======== DATA FOR THIS EXERCISE

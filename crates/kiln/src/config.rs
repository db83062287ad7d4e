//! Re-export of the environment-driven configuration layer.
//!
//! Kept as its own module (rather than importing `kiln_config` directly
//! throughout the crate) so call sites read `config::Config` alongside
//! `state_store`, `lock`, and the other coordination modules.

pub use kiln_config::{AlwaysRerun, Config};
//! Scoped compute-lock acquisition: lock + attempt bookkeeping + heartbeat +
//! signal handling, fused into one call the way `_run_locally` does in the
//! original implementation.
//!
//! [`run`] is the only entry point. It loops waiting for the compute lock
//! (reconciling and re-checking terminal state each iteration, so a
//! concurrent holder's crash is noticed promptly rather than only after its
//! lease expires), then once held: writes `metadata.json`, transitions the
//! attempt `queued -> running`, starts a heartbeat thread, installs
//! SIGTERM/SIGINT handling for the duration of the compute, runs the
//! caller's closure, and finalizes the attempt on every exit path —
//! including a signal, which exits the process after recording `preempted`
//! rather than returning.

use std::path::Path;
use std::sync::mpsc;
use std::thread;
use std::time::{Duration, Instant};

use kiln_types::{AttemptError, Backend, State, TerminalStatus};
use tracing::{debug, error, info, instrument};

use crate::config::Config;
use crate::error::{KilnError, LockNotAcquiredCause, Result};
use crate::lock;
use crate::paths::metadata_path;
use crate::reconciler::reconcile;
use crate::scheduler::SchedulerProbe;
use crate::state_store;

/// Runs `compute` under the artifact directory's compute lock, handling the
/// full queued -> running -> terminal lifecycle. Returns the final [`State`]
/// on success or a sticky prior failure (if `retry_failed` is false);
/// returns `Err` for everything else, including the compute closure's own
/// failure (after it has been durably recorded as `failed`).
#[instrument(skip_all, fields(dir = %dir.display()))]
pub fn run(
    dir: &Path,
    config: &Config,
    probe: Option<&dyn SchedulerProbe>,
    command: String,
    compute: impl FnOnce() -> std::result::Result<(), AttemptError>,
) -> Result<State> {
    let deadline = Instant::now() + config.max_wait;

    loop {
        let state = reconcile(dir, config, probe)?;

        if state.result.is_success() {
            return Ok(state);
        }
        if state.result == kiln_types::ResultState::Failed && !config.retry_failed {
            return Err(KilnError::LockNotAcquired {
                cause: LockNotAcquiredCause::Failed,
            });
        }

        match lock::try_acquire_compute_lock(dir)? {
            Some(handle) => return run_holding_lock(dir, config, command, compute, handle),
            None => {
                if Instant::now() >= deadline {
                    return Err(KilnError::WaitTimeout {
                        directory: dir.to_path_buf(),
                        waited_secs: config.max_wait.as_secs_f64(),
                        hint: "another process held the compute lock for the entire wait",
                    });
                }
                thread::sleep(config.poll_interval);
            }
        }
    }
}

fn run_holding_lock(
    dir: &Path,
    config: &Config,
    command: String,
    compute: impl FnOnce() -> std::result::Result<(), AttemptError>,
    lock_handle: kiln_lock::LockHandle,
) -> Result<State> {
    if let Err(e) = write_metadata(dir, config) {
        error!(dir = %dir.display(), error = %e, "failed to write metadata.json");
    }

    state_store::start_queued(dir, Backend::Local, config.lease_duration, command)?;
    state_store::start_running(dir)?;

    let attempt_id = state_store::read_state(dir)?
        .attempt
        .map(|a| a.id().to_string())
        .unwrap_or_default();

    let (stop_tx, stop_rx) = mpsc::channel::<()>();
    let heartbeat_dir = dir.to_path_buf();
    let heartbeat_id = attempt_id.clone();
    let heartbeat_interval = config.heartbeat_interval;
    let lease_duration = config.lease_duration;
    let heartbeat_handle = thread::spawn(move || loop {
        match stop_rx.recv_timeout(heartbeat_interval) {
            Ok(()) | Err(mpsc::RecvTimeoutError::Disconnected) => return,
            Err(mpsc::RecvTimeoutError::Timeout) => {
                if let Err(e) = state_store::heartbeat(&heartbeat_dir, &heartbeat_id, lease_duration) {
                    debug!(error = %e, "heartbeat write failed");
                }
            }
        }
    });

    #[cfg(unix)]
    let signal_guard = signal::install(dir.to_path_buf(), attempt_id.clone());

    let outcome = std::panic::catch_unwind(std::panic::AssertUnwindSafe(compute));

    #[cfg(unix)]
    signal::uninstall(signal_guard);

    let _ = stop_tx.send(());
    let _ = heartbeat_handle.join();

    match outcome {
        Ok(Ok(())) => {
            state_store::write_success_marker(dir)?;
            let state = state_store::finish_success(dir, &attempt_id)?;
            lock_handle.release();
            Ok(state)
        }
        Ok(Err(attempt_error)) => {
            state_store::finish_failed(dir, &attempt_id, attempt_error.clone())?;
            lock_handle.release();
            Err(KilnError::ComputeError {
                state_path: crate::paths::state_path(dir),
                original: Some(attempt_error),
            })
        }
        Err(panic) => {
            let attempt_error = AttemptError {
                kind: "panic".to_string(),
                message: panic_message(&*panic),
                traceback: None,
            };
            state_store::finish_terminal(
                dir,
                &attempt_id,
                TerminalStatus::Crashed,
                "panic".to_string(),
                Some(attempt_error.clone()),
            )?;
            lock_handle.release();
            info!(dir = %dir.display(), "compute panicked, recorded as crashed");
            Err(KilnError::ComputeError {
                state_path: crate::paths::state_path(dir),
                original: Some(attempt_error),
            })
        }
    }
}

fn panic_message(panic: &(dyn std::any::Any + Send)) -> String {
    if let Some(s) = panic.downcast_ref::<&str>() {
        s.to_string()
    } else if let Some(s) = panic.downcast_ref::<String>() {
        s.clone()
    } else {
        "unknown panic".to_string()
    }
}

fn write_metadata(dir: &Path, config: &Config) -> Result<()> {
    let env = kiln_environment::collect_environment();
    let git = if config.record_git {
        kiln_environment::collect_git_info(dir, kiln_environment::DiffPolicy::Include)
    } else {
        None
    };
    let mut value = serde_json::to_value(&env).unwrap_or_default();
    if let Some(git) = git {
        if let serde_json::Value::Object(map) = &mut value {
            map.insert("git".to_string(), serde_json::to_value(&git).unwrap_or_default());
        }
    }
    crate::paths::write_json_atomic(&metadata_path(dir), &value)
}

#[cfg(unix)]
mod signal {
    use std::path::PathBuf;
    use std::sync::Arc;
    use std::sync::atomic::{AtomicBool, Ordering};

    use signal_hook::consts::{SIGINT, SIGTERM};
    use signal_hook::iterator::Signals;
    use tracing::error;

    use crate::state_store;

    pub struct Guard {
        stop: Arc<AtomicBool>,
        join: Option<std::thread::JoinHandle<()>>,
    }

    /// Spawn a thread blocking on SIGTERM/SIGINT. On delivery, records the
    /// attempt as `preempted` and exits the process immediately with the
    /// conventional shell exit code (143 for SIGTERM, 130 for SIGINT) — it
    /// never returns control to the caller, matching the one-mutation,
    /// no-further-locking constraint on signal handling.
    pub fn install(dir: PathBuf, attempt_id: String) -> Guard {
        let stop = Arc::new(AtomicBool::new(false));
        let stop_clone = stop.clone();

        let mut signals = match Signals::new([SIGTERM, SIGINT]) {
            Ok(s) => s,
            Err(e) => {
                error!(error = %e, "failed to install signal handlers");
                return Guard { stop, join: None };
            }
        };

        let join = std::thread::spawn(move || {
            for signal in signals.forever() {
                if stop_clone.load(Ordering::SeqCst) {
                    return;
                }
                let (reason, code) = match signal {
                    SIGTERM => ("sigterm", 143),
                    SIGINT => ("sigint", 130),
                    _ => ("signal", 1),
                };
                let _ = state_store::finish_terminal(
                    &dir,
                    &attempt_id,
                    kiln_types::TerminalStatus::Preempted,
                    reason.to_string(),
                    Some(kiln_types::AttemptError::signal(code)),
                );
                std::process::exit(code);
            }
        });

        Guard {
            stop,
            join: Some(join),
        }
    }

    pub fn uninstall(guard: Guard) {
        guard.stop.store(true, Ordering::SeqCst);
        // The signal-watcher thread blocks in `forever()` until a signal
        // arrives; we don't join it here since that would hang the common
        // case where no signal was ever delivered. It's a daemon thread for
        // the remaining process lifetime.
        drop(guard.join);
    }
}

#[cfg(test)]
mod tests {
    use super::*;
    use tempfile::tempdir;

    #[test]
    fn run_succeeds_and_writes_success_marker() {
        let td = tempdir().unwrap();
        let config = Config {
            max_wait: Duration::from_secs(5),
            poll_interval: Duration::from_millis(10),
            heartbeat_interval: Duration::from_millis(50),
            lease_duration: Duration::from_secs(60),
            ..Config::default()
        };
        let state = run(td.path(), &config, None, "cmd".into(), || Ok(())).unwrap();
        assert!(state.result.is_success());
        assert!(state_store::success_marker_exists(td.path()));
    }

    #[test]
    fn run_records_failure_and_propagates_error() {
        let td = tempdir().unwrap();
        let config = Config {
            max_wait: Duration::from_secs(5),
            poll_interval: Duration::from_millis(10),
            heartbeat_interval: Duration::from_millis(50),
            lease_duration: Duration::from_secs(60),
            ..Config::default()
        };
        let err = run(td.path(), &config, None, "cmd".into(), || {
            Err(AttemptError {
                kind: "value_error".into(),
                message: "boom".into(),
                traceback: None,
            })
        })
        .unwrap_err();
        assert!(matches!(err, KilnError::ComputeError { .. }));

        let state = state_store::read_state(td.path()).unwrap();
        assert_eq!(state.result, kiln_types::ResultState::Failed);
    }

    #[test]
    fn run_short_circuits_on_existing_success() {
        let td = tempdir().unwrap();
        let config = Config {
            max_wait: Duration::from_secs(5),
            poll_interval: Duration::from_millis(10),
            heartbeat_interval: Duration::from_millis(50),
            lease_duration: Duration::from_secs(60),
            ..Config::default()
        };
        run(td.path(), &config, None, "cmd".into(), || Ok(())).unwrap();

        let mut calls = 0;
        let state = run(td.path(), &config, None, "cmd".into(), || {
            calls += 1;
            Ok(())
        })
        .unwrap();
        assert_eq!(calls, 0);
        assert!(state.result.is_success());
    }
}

================

■ TASK: Reproduce the lines of the records exactly, from the first one through the line that contains "let deadline = Instant::now()".

■ ANSWER TO THE PROBLEM:
filename crates/kiln/src/config.rs
repository db83062287ad7d4e
//! Re-export of the environment-driven configuration layer.
//!
//! Kept as its own module (rather than importing `kiln_config` directly
//! throughout the crate) so call sites read `config::Config` alongside
//! `state_store`, `lock`, and the other coordination modules.

pub use kiln_config::{AlwaysRerun, Config};
//! Scoped compute-lock acquisition: lock + attempt bookkeeping + heartbeat +
//! signal handling, fused into one call the way `_run_locally` does in the
//! original implementation.
//!
//! [`run`] is the only entry point. It loops waiting for the compute lock
//! (reconciling and re-checking terminal state each iteration, so a
//! concurrent holder's crash is noticed promptly rather than only after its
//! lease expires), then once held: writes `metadata.json`, transitions the
//! attempt `queued -> running`, starts a heartbeat thread, installs
//! SIGTERM/SIGINT handling for the duration of the compute, runs the
//! caller's closure, and finalizes the attempt on every exit path —
//! including a signal, which exits the process after recording `preempted`
//! rather than returning.

use std::path::Path;
use std::sync::mpsc;
use std::thread;
use std::time::{Duration, Instant};

use kiln_types::{AttemptError, Backend, State, TerminalStatus};
use tracing::{debug, error, info, instrument};

use crate::config::Config;
use crate::error::{KilnError, LockNotAcquiredCause, Result};
use crate::lock;
use crate::paths::metadata_path;
use crate::reconciler::reconcile;
use crate::scheduler::SchedulerProbe;
use crate::state_store;

/// Runs `compute` under the artifact directory's compute lock, handling the
/// full queued -> running -> terminal lifecycle. Returns the final [`State`]
/// on success or a sticky prior failure (if `retry_failed` is false);
/// returns `Err` for everything else, including the compute closure's own
/// failure (after it has been durably recorded as `failed`).
#[instrument(skip_all, fields(dir = %dir.display()))]
pub fn run(
    dir: &Path,
    config: &Config,
    probe: Option<&dyn SchedulerProbe>,
    command: String,
    compute: impl FnOnce() -> std::result::Result<(), AttemptError>,
) -> Result<State> {
    let deadline = Instant::now() + config.max_wait;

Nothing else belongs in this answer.